Dataset entries:
━━━━━━━━━━━━━━━━
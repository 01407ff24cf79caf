//! Query layer over the `weather_readings` table.
//!
//! Every function takes the pool explicitly and returns `sqlx::Error`
//! untouched; routes decide how failures are reported.

use sqlx::PgPool;
use tracing::debug;

use crate::models::{MinuteRow, Reading};
use crate::window::TimeWindow;

// ---

/// Raw readings of one equipment inside `window`, oldest first.
pub async fn fetch_raw(
    pool: &PgPool,
    equipment_id: &str,
    window: &TimeWindow,
    limit: u32,
) -> Result<Vec<Reading>, sqlx::Error> {
    // ---
    debug!(
        "fetch_raw equipment={} start={} end={} limit={}",
        equipment_id, window.start, window.end, limit
    );

    sqlx::query_as::<_, Reading>(
        r#"
        SELECT recorded_at AS timestamp, temperature, humidity, rainfall
        FROM weather_readings
        WHERE equipment_id = $1
          AND recorded_at BETWEEN $2 AND $3
        ORDER BY recorded_at
        LIMIT $4
        "#,
    )
    .bind(equipment_id)
    .bind(window.start)
    .bind(window.end)
    .bind(i64::from(limit))
    .fetch_all(pool)
    .await
}

/// Every reading of one equipment inside `window`, oldest first, uncapped.
///
/// The dashboard summary needs the whole window: totals over a truncated
/// set would be silently wrong.
pub async fn fetch_window(
    pool: &PgPool,
    equipment_id: &str,
    window: &TimeWindow,
) -> Result<Vec<Reading>, sqlx::Error> {
    // ---
    debug!(
        "fetch_window equipment={} start={} end={}",
        equipment_id, window.start, window.end
    );

    sqlx::query_as::<_, Reading>(
        r#"
        SELECT recorded_at AS timestamp, temperature, humidity, rainfall
        FROM weather_readings
        WHERE equipment_id = $1
          AND recorded_at BETWEEN $2 AND $3
        ORDER BY recorded_at
        "#,
    )
    .bind(equipment_id)
    .bind(window.start)
    .bind(window.end)
    .fetch_all(pool)
    .await
}

/// Per-minute rows: mean temperature and humidity, summed rainfall.
pub async fn fetch_minutes(
    pool: &PgPool,
    equipment_id: &str,
    window: &TimeWindow,
) -> Result<Vec<MinuteRow>, sqlx::Error> {
    // ---
    debug!(
        "fetch_minutes equipment={} start={} end={}",
        equipment_id, window.start, window.end
    );

    sqlx::query_as::<_, MinuteRow>(
        r#"
        SELECT
            date_trunc('minute', recorded_at) AS minute,
            AVG(temperature)                  AS temperature,
            AVG(humidity)                     AS humidity,
            SUM(rainfall)                     AS rainfall
        FROM weather_readings
        WHERE equipment_id = $1
          AND recorded_at BETWEEN $2 AND $3
        GROUP BY minute
        ORDER BY minute
        "#,
    )
    .bind(equipment_id)
    .bind(window.start)
    .bind(window.end)
    .fetch_all(pool)
    .await
}

/// Store a batch of readings atomically. Returns the number of rows written.
pub async fn insert_readings(
    pool: &PgPool,
    equipment_id: &str,
    readings: &[Reading],
) -> Result<u64, sqlx::Error> {
    // ---
    let mut tx = pool.begin().await?;
    let mut inserted = 0;

    for reading in readings {
        let result = sqlx::query(
            r#"
            INSERT INTO weather_readings (
                equipment_id, recorded_at, temperature, humidity, rainfall
            ) VALUES ($1, $2, $3, $4, $5)
            "#,
        )
        .bind(equipment_id)
        .bind(reading.timestamp)
        .bind(reading.temperature)
        .bind(reading.humidity)
        .bind(reading.rainfall)
        .execute(&mut *tx)
        .await?;
        inserted += result.rows_affected();
    }

    tx.commit().await?;
    Ok(inserted)
}

/// Every equipment identifier that has reported at least once.
pub async fn list_equipment(pool: &PgPool) -> Result<Vec<String>, sqlx::Error> {
    // ---
    sqlx::query_scalar::<_, String>(
        r#"
        SELECT DISTINCT equipment_id
        FROM weather_readings
        ORDER BY equipment_id
        "#,
    )
    .fetch_all(pool)
    .await
}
━━━━━━━━━━━━━━━━
Problem requirements:
The response must consist of the lines above, from the first one through the line containing "use tracing::debug;", reproduced exactly.

Solved problem:
repository 01407ff24cf79caf
//! Query layer over the `weather_readings` table.
//!
//! Every function takes the pool explicitly and returns `sqlx::Error`
//! untouched; routes decide how failures are reported.

use sqlx::PgPool;
use tracing::debug;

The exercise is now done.